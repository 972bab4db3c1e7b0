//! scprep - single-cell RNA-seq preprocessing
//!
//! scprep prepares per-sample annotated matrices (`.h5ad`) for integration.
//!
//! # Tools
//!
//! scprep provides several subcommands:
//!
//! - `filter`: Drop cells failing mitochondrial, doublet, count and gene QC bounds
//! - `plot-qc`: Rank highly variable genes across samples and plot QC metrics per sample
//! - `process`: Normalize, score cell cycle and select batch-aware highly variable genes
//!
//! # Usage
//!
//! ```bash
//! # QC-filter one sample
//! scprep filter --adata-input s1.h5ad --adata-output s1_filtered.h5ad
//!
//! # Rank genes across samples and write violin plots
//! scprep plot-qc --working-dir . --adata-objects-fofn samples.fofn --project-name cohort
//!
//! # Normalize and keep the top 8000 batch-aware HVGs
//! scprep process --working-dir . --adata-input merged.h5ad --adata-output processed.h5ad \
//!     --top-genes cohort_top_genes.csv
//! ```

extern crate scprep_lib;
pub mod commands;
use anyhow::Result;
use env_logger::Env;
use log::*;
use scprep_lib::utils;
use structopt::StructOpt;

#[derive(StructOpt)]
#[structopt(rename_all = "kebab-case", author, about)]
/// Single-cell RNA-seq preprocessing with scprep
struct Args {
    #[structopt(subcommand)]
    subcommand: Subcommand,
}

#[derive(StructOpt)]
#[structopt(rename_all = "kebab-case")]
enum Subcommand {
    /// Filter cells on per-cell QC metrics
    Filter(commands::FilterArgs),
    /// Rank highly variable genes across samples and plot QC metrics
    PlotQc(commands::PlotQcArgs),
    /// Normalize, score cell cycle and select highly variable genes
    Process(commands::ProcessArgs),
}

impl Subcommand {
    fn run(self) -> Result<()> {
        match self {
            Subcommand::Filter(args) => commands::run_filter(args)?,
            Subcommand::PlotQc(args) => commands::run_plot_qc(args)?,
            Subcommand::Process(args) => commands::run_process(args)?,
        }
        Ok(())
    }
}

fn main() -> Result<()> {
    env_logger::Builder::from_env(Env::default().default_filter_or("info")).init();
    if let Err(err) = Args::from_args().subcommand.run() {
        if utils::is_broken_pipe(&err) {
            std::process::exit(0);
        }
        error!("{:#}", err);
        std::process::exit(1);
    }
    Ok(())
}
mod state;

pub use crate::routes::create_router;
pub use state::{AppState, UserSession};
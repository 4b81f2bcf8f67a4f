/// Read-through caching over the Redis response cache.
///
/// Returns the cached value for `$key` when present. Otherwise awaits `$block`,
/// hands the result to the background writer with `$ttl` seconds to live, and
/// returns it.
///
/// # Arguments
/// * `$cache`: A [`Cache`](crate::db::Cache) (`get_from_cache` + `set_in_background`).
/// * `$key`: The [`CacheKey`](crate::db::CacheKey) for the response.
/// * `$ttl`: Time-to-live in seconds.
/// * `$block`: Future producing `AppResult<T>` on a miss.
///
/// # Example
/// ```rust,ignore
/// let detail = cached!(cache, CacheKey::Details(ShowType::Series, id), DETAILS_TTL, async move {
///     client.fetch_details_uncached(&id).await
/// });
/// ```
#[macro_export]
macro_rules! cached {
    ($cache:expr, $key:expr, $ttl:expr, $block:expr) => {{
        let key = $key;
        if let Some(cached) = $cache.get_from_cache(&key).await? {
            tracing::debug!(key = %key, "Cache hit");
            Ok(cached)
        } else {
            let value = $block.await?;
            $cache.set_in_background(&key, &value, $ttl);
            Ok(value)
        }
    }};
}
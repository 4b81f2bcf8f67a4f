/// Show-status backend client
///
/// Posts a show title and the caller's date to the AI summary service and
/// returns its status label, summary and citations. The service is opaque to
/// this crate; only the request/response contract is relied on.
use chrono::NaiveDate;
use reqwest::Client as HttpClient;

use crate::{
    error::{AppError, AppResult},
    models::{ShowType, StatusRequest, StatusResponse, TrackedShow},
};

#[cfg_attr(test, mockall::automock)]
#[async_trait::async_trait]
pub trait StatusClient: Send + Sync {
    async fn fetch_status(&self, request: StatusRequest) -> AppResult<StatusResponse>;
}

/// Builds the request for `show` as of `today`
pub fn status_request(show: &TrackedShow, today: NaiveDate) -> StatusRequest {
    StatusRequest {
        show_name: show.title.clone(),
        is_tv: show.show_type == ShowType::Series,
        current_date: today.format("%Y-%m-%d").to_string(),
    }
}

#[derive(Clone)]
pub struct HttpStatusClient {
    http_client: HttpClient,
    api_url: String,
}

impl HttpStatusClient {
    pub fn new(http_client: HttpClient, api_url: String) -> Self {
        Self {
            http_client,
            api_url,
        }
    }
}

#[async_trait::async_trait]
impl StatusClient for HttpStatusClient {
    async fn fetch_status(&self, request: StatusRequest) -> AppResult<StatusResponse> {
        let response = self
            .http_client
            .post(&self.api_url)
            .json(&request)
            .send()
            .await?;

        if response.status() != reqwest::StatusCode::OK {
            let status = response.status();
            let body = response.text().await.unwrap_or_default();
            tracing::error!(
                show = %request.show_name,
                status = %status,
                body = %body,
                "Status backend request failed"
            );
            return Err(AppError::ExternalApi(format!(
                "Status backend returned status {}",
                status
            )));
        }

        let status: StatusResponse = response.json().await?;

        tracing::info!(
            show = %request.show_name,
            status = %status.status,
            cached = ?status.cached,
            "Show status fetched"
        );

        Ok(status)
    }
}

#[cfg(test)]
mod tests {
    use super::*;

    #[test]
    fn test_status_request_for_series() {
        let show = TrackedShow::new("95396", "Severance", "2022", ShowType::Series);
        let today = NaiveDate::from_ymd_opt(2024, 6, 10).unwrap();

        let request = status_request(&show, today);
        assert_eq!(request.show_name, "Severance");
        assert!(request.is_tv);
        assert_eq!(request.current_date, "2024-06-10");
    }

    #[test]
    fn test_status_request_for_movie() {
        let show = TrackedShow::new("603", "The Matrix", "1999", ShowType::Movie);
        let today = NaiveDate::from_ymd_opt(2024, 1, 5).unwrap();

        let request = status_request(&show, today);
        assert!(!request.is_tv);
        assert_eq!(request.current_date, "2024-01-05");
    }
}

━━━

Which lines in the entries above contain "service"? Pull each of them out.

/// Posts a show title and the caller's date to the AI summary service and
/// returns its status label, summary and citations. The service is opaque to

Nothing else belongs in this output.